思特里克蘭德的心里好象懷著奇妙的和弦同未經(jīng)探索過的畫面。我預(yù)見到他的結(jié)局將是遭受痛苦的折磨和絕望。我心里又產(chǎn)生了一種他被魔鬼附體的感覺;但你卻不能說這是邪惡的魔鬼,因為這是在宇宙混沌、善惡未分之前就存在的一種原始的力量。
He was still too weak to paint, and he sat in the studio, silent, occupied with God knows what dreams, or reading. The books he liked were queer; sometimes I would find him poring over the poems of Mallarme, and he read them as a child reads, forming the words with his lips, and I wondered what strange emotion he got from those subtle cadences and obscure phrases; and again I found him absorbed in the detective novels of Gaboriau. I amused myself by thinking that in his choice of books he showed pleasantly the irreconcilable sides of his fantastic nature. It was singular to notice that even in the weak state of his body he had no thought for its comfort. Stroeve liked his ease, and in his studio were a couple of heavily upholstered arm-chairs and a large divan. Strickland would not go near them, not from any affectation of stoicism, for I found him seated on a three-legged stool when I went into the studio one day and he was alone, but because he did not like them. For choice he sat on a kitchen chair without arms. It often exasperated me to see him. I never knew a man so entirely indifferent to his surroundings.

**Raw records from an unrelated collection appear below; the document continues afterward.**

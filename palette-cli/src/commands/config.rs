//! Print resolved configuration

use anyhow::Result;
use clap::Parser;

use super::SettingsArgs;

/// Arguments for the config command
#[derive(Parser, Debug)]
pub struct ConfigArgs {
    #[command(flatten)]
    pub settings: SettingsArgs,
}

pub fn run_config(args: ConfigArgs) -> Result<()> {
    let settings = args.settings.resolve()?;

    println!("environment:     {}", settings.environment);
    println!("listen:          {}:{}", settings.host, settings.port);
    println!("database:        {}", settings.database.redacted_url());
    println!("max_connections: {}", settings.database.max_connections);

    Ok(())
}
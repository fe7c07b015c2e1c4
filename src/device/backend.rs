//! Seams between the device manager and the platform input layer.

use super::error::BackendError;
use super::snapshot::{Capabilities, DeviceKind, DeviceSnapshot, HatState};
use std::fmt::Debug;

/// Platform input layer.
///
/// All reads see the state cached by the last [`InputBackend::update`] call,
/// so callers refresh once per frame before touching any device.
pub trait InputBackend: Debug {
    /// Drains pending platform events so cached device state is current.
    fn update(&mut self);

    /// Number of attached devices. Indices are not stable between calls.
    fn device_count(&self) -> Result<usize, BackendError>;

    /// Describes the device at `index` without keeping it open.
    fn describe(&self, index: usize) -> Result<DeviceDescription, BackendError>;

    /// Opens the device at `index`. Dropping the handle releases it.
    fn open(&mut self, index: usize) -> Result<Box<dyn DeviceHandle>, BackendError>;
}

/// An opened device, readable by index regardless of its kind.
///
/// Gamepads expose their semantic controls in a fixed index space chosen at
/// open time, so the interpreter never needs to know which kind it is reading
/// except to pick bindings.
pub trait DeviceHandle: Debug {
    fn name(&self) -> &str;

    fn kind(&self) -> DeviceKind;

    fn capabilities(&self) -> Capabilities;

    /// Cheap liveness check against the platform's cached state.
    fn is_attached(&self) -> bool;

    /// Signed 16-bit reading, 0 for indices the device lacks.
    fn axis(&self, index: usize) -> i16;

    fn button(&self, index: usize) -> bool;

    fn hat(&self, index: usize) -> HatState;

    /// Reads every control once.
    fn snapshot(&self) -> DeviceSnapshot {
        let capabilities = self.capabilities();
        DeviceSnapshot {
            kind: self.kind(),
            axes: (0..capabilities.axes).map(|i| self.axis(i)).collect(),
            buttons: (0..capabilities.buttons).map(|i| self.button(i)).collect(),
            hats: (0..capabilities.hats).map(|i| self.hat(i)).collect(),
        }
    }
}

/// What the platform reports about a connected device.
#[derive(Debug, Clone, PartialEq, Eq)]
pub struct DeviceDescription {
    pub index: usize,
    pub name: String,
    pub kind: DeviceKind,
    pub capabilities: Capabilities,
    pub vendor_id: Option<u16>,
    pub product_id: Option<u16>,
    /// SDL-style GUID as 32 lowercase hex digits, if known.
    pub guid: Option<String>,
}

他身體仍然很弱,不能作畫。他沉默不語地坐在畫室里,天曉得腦子里在想什么。有時候他也看書。他喜歡看的書都很怪;有時候我發(fā)現(xiàn)他在閱讀馬拉美(斯臺凡·馬拉美(1842—1898),法國象征派詩人)的詩。他讀書的樣子就象小孩子一樣,動著嘴唇一個字一個字地拼讀。我很想知道那些精巧的韻律和晦澀的詩句給他一些什么奇怪的感情。另外一些時候我發(fā)現(xiàn)他浸沉在嘉包里奧(艾米爾·嘉包里奧(1835—1873),法國最早的偵探小說家)的偵探小說里。我想,他對書的選擇表現(xiàn)出組成他怪誕性格的不可調(diào)和的方面;我對自己的這個想法感到很有趣。盡管他的身體很弱,但是仍象往常一樣,從不講求舒適,這真是他奇怪的個性。施特略夫喜歡把起居環(huán)境弄得舒服一些,畫室里擺著一對非常柔軟的扶手椅和一張長沙發(fā)椅。思特里克蘭德從來不坐這些椅子;他并不是矯揉造作,故意表示甘于艱苦,而是因為不喜歡它們。有一次我來看他,畫室里只有他一個人,我發(fā)現(xiàn)他正坐在一只三腳凳上。如果叫他選擇的話,他會喜歡不帶扶手的硬背椅。他的這種習(xí)性常常叫我很惱火。我從來沒有見過哪個人這么不關(guān)心周圍的生活環(huán)境的。